PENNSYLVANIA (WHTM) – Coal was a source of energy and mining coal in Pennsylvania dates back to the 1700s and was used for power, to heat homes, and to produce steel.
Pennsylvania played a huge role in obtaining coal all over the state.
There were two types of coal mined in Pennsylvania, Anthracite Coal (hard) and Bituminous Coal (soft).
Anthracite coal is rare in the United States and is mostly found in about six counties in the northeast part of Pennsylvania.
In 2015, 4,614,391 tons of Anthracite coal was produced in Pennsylvania, according to the Pennsylvania Department of Environmental Protection (DEP).
Bituminous coal is found in around 21 Pennsylvania counties in the southwest region of the state and is used for electricity generation and metal production.

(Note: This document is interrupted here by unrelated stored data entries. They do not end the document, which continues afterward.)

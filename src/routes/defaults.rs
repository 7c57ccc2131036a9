//! Built-in route tables.

use super::{RouteDefinition, RouteMeta, ViewId};

pub const NOT_FOUND_ROUTE: &str = "NotFound";
pub const NOT_FOUND_PATH: &str = "/404";
pub const CATCH_ALL_PATH: &str = "/:pathMatch(.*)*";

/// Routes reachable without logging in; registered at router construction
pub fn constant_routes() -> Vec<RouteDefinition> {
    vec![
        RouteDefinition::new("/login", "Login")
            .component(ViewId::Login)
            .meta(RouteMeta::titled("登录")),
        RouteDefinition::new("/register", "Register")
            .component(ViewId::Register)
            .meta(RouteMeta::titled("注册")),
        RouteDefinition::new("/reset-password", "ResetPassword")
            .component(ViewId::ResetPassword)
            .meta(RouteMeta::titled("重置密码")),
        RouteDefinition::new(NOT_FOUND_PATH, "404")
            .component(ViewId::NotFound)
            .meta(RouteMeta::titled("页面不存在")),
    ]
}

fn section(path: &str, name: &str, redirect: &str, children: Vec<RouteDefinition>) -> RouteDefinition {
    RouteDefinition::new(path, name)
        .component(ViewId::Layout)
        .redirect(redirect)
        .meta(RouteMeta {
            requires_auth: true,
            ..RouteMeta::default()
        })
        .children(children)
}

fn page(path: &str, name: &str, view: ViewId, title: &str, icon: &str) -> RouteDefinition {
    RouteDefinition::new(path, name)
        .component(view)
        .meta(RouteMeta::titled(title).with_icon(icon))
}

/// Fallback application routes, registered on every materialization so the
/// console stays usable when the backend has no menus or the refresh failed
pub fn default_async_routes() -> Vec<RouteDefinition> {
    vec![
        section(
            "/",
            "Root",
            "/dashboard",
            vec![
                page("dashboard", "Home", ViewId::Dashboard, "首页", "DataBoard"),
                page("ai-assistant", "AIAssistant", ViewId::AiAssistant, "AI助手", "ChatLineRound"),
            ],
        ),
        section(
            "/testing",
            "Testing",
            "/testing/testcases",
            vec![
                page("testcases", "TestCases", ViewId::TestCases, "用例管理", "List"),
                page("generate", "Generate", ViewId::Generate, "生成用例", "MagicStick"),
                page("requirements", "Requirements", ViewId::Requirements, "需求管理", "Document"),
            ],
        ),
        section(
            "/knowledge",
            "Knowledge",
            "/knowledge/knowledges",
            vec![
                page("knowledges", "Knowledges", ViewId::Knowledge, "知识库管理", "Reading"),
                page("prompts", "Prompts", ViewId::Prompts, "提示词管理", "ChatDotRound"),
            ],
        ),
        section(
            "/system",
            "System",
            "/system/users",
            vec![
                page("users", "Users", ViewId::Users, "用户管理", "User"),
                page("roles", "Roles", ViewId::Roles, "角色管理", "UserFilled"),
                page("menus", "Menus", ViewId::Menus, "菜单管理", "Menu"),
                page("llm-configs", "LLMConfigs", ViewId::LlmConfigs, "大模型配置", "Connection"),
                page("mcp-configs", "MCPConfigs", ViewId::McpConfigs, "MCP配置", "Connection"),
                page("logs", "Logs", ViewId::Logs, "日志与审计", "DocumentCopy"),
            ],
        ),
    ]
}

/// Catch-all registered last; unmatched paths land on `/404`
pub fn not_found_route() -> RouteDefinition {
    RouteDefinition::new(CATCH_ALL_PATH, NOT_FOUND_ROUTE).redirect(NOT_FOUND_PATH)
}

In 2015, 50,128,603 tons of Bituminous coal was produced in Pennsylvania, according to the Pennsylvania DEP.
Pennsylvania was the leader in coal, specifically during World War I and World War II.
Pennsylvania has produced around 18,036,575,987 short tons (1 short ton equals 2,000 pounds) of coal through 2022 and still accounts for 1/5 of the United States output.

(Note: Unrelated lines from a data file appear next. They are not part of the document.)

use std::fs;
use std::io::{self, BufRead, Read};
use std::path::{Path, PathBuf};

use anyhow::Context;
use serde_json::{json, Value};

use crate::cli::OutputFormat;
use crate::console::Console;
use crate::http::Blob;

/// Output a success message in the appropriate format
pub fn output_success(output_format: &OutputFormat, message: &str, data: Option<Value>) -> anyhow::Result<()> {
    match output_format {
        OutputFormat::Json => {
            let mut response = json!({
                "success": true,
                "message": message
            });

            if let (Some(Value::Object(fields)), Some(target)) = (data, response.as_object_mut()) {
                target.extend(fields);
            }

            println!("{}", serde_json::to_string_pretty(&response)?);
        }
        OutputFormat::Text => {
            println!("✓ {}", message);
        }
    }
    Ok(())
}

/// Output an error message in the appropriate format
pub fn output_error(output_format: &OutputFormat, message: &str, error_code: Option<&str>) -> anyhow::Result<()> {
    match output_format {
        OutputFormat::Json => {
            let mut response = json!({
                "success": false,
                "error": message
            });

            if let Some(code) = error_code {
                response["error_code"] = json!(code);
            }

            println!("{}", serde_json::to_string_pretty(&response)?);
        }
        OutputFormat::Text => {
            eprintln!("Error: {}", message);
        }
    }
    Ok(())
}

/// Output an empty collection in the appropriate format
pub fn output_empty_collection(output_format: &OutputFormat, collection_name: &str, message: &str) -> anyhow::Result<()> {
    match output_format {
        OutputFormat::Json => {
            println!(
                "{}",
                serde_json::to_string_pretty(&json!({
                    collection_name: []
                }))?
            );
        }
        OutputFormat::Text => {
            println!("{}", message);
        }
    }
    Ok(())
}

/// Pretty JSON for `--json`, `text` otherwise
pub fn output_value(output_format: &OutputFormat, value: &Value, text: impl FnOnce() -> String) -> anyhow::Result<()> {
    match output_format {
        OutputFormat::Json => println!("{}", serde_json::to_string_pretty(value)?),
        OutputFormat::Text => println!("{}", text()),
    }
    Ok(())
}

/// One line per row: `#id  label`
pub fn summarize_row(row: &Value) -> String {
    let id = row.get("id").map(Value::to_string).unwrap_or_else(|| "-".to_string());
    let label = ["title", "name", "username", "content"]
        .iter()
        .find_map(|key| row.get(*key).and_then(Value::as_str))
        .unwrap_or("");
    format!("#{:<6} {}", id, label)
}

/// Parse a JSON argument; `-` reads stdin and `@path` reads a file
pub fn read_json_arg(raw: Option<&str>) -> anyhow::Result<Value> {
    let text = match raw {
        None | Some("-") => {
            let mut buffer = String::new();
            io::stdin().read_to_string(&mut buffer).context("failed to read JSON from stdin")?;
            buffer
        }
        Some(raw) => match raw.strip_prefix('@') {
            Some(path) => fs::read_to_string(path).with_context(|| format!("failed to read {}", path))?,
            None => raw.to_string(),
        },
    };
    serde_json::from_str(&text).context("invalid JSON")
}

/// Use the provided value or read one line from stdin
pub fn read_secret(provided: Option<String>, prompt: &str) -> anyhow::Result<String> {
    if let Some(value) = provided {
        return Ok(value);
    }
    eprint!("{}: ", prompt);
    let mut line = String::new();
    io::stdin().lock().read_line(&mut line).context("failed to read from stdin")?;
    Ok(line.trim_end_matches(['\r', '\n']).to_string())
}

/// Write a downloaded file, defaulting to the server's filename
pub fn save_blob(blob: &Blob, output: Option<PathBuf>, fallback: &str) -> anyhow::Result<PathBuf> {
    let path = output.unwrap_or_else(|| PathBuf::from(blob.filename.as_deref().unwrap_or(fallback)));
    fs::write(&path, &blob.bytes).with_context(|| format!("failed to write {}", path.display()))?;
    Ok(path)
}

pub fn file_name(path: &Path) -> String {
    path.file_name()
        .map(|name| name.to_string_lossy().into_owned())
        .unwrap_or_else(|| "upload".to_string())
}

/// Fail early with a hint when no token is stored
pub fn require_login(console: &Console) -> anyhow::Result<()> {
    if !console.session.has_stored_token() {
        anyhow::bail!("Not logged in. Run 'tcg auth login <account>' first");
    }
    Ok(())
}

/// Recover from an expired session, then hand the error to the caller
pub async fn report_failure(
    console: &mut Console,
    output_format: &OutputFormat,
    error: crate::error::ConsoleError,
) -> anyhow::Error {
    if let Ok(Some(navigation)) = console.recover(&error).await {
        tracing::info!(to = %navigation.location, "session ended, returned to login");
    }
    if let OutputFormat::Json = output_format {
        let _ = output_error(output_format, &error.to_string(), Some(error.error_code()));
    }
    anyhow::Error::new(error)
}
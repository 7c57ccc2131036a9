//! Auth tokens and the signed-in user's profile.

use chrono::{DateTime, Utc};
use serde_json::Value;

use crate::api::auth::{
    AuthApi, ChangePasswordRequest, LoginRequest, LoginResponse, RegisterRequest, ResetPasswordRequest,
    UserProfile,
};
use crate::error::{ConsoleError, ConsoleResult};
use crate::storage::{
    self, SharedStorage, ACCESS_TOKEN_KEY, LOGIN_AT_KEY, REFRESH_TOKEN_KEY, USER_INFO_KEY, USER_NAME_KEY,
};

pub struct SessionStore {
    storage: SharedStorage,
    api: AuthApi,
    token: String,
    refresh_token: String,
    user_profile: Option<UserProfile>,
    login_at: Option<DateTime<Utc>>,
}

impl SessionStore {
    /// Restore whatever the previous run persisted
    pub fn load(storage: SharedStorage, api: AuthApi) -> Self {
        let token = storage.get(ACCESS_TOKEN_KEY).unwrap_or_default();
        let refresh_token = storage.get(REFRESH_TOKEN_KEY).unwrap_or_default();
        let user_profile = storage::get_json(storage.as_ref(), USER_INFO_KEY).unwrap_or_else(|e| {
            tracing::warn!("discarding cached user profile: {}", e);
            None
        });
        let login_at = storage::get_json(storage.as_ref(), LOGIN_AT_KEY).unwrap_or(None);

        Self {
            storage,
            api,
            token,
            refresh_token,
            user_profile,
            login_at,
        }
    }

    pub fn token(&self) -> &str {
        &self.token
    }

    pub fn refresh_token(&self) -> &str {
        &self.refresh_token
    }

    pub fn user_profile(&self) -> Option<&UserProfile> {
        self.user_profile.as_ref()
    }

    pub fn login_at(&self) -> Option<DateTime<Utc>> {
        self.login_at
    }

    pub fn is_authenticated(&self) -> bool {
        !self.token.is_empty()
    }

    /// Token presence in storage; the HTTP client may have cleared it behind
    /// this store's back after a 401
    pub fn has_stored_token(&self) -> bool {
        self.storage
            .get(ACCESS_TOKEN_KEY)
            .is_some_and(|t| !t.is_empty())
    }

    pub fn has_role(&self, role: &str) -> bool {
        role.is_empty() || self.roles().iter().any(|r| r == role)
    }

    pub fn has_any_role(&self, roles: &[&str]) -> bool {
        roles.is_empty() || roles.iter().any(|r| self.has_role(r))
    }

    pub fn has_all_roles(&self, roles: &[&str]) -> bool {
        roles.iter().all(|r| self.has_role(r))
    }

    fn roles(&self) -> &[String] {
        self.user_profile.as_ref().map(|p| p.roles.as_slice()).unwrap_or(&[])
    }

    pub async fn login(&mut self, request: &LoginRequest) -> ConsoleResult<&UserProfile> {
        let LoginResponse {
            access_token,
            refresh_token,
            user,
        } = self.api.login(request).await?;

        let now = Utc::now();
        self.storage.set(ACCESS_TOKEN_KEY, &access_token)?;
        self.storage.set(REFRESH_TOKEN_KEY, &refresh_token)?;
        storage::set_json(self.storage.as_ref(), USER_INFO_KEY, &user)?;
        self.storage.set(USER_NAME_KEY, user.display_name())?;
        storage::set_json(self.storage.as_ref(), LOGIN_AT_KEY, &now)?;

        tracing::info!(user = %user.username, "logged in");

        self.token = access_token;
        self.refresh_token = refresh_token;
        self.login_at = Some(now);
        Ok(self.user_profile.insert(user))
    }

    pub async fn register(&self, request: &RegisterRequest) -> ConsoleResult<Value> {
        self.api.register(request).await
    }

    /// Server-side logout is best effort; local state is always cleared
    pub async fn logout(&mut self) -> ConsoleResult<()> {
        if let Err(e) = self.api.logout().await {
            tracing::debug!("ignoring logout failure: {}", e);
        }
        self.clear_auth()
    }

    pub fn clear_auth(&mut self) -> ConsoleResult<()> {
        self.token.clear();
        self.refresh_token.clear();
        self.user_profile = None;
        self.login_at = None;
        storage::remove_all(
            self.storage.as_ref(),
            &[ACCESS_TOKEN_KEY, REFRESH_TOKEN_KEY, USER_INFO_KEY, USER_NAME_KEY, LOGIN_AT_KEY],
        )?;
        Ok(())
    }

    /// Reload the profile; any failure ends the session
    pub async fn fetch_profile(&mut self) -> ConsoleResult<&UserProfile> {
        match self.api.profile().await {
            Ok(profile) => {
                storage::set_json(self.storage.as_ref(), USER_INFO_KEY, &profile)?;
                self.storage.set(USER_NAME_KEY, profile.display_name())?;
                Ok(self.user_profile.insert(profile))
            }
            Err(e) => {
                if let Err(clear_err) = self.clear_auth() {
                    tracing::error!("failed to clear session: {}", clear_err);
                }
                Err(e)
            }
        }
    }

    /// Exchange the refresh token for a new access token
    pub async fn refresh(&mut self) -> ConsoleResult<()> {
        if self.refresh_token.is_empty() {
            return Err(ConsoleError::NotAuthenticated);
        }
        let response = self.api.refresh(&self.refresh_token).await?;
        self.storage.set(ACCESS_TOKEN_KEY, &response.access_token)?;
        self.token = response.access_token;
        tracing::info!("access token refreshed");
        Ok(())
    }

    pub async fn change_password(&self, request: &ChangePasswordRequest) -> ConsoleResult<Value> {
        self.api.change_password(request).await
    }

    pub async fn reset_password(&self, request: &ResetPasswordRequest) -> ConsoleResult<Value> {
        self.api.reset_password(request).await
    }
}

As of 2022, Pennsylvania has 108 mines (28 underground and 80 surface) and produced a total of 39,701 short tons of coal.
The 39,701 short tons of coal produced in 2022 is down from the 42,460 short tons produced in 2021.
Out of the 39,701 short tons of coal produced, 2,357 short tons was Anthracite coal and 37,345 short tons was Bituminous coal.
Underground mines were popular but with the dangerous work environment and health hazards, most in the anthracite region have been abandoned.
One of those major events that caused this was the Centralia mine fires that still burn underground to this day.
There are around 11,249 abandoned mines in Pennsylvania.
Only 9,977 of the 11,249 abandoned mines have an impact or health or safety issue.
Out of those 9,977 abandoned mines, 6,651 have an environmental impact, 140 have an extreme health and safety impact, and 3,276 have a health and safety impact. 6 have no priority, and 1,266 have no determination.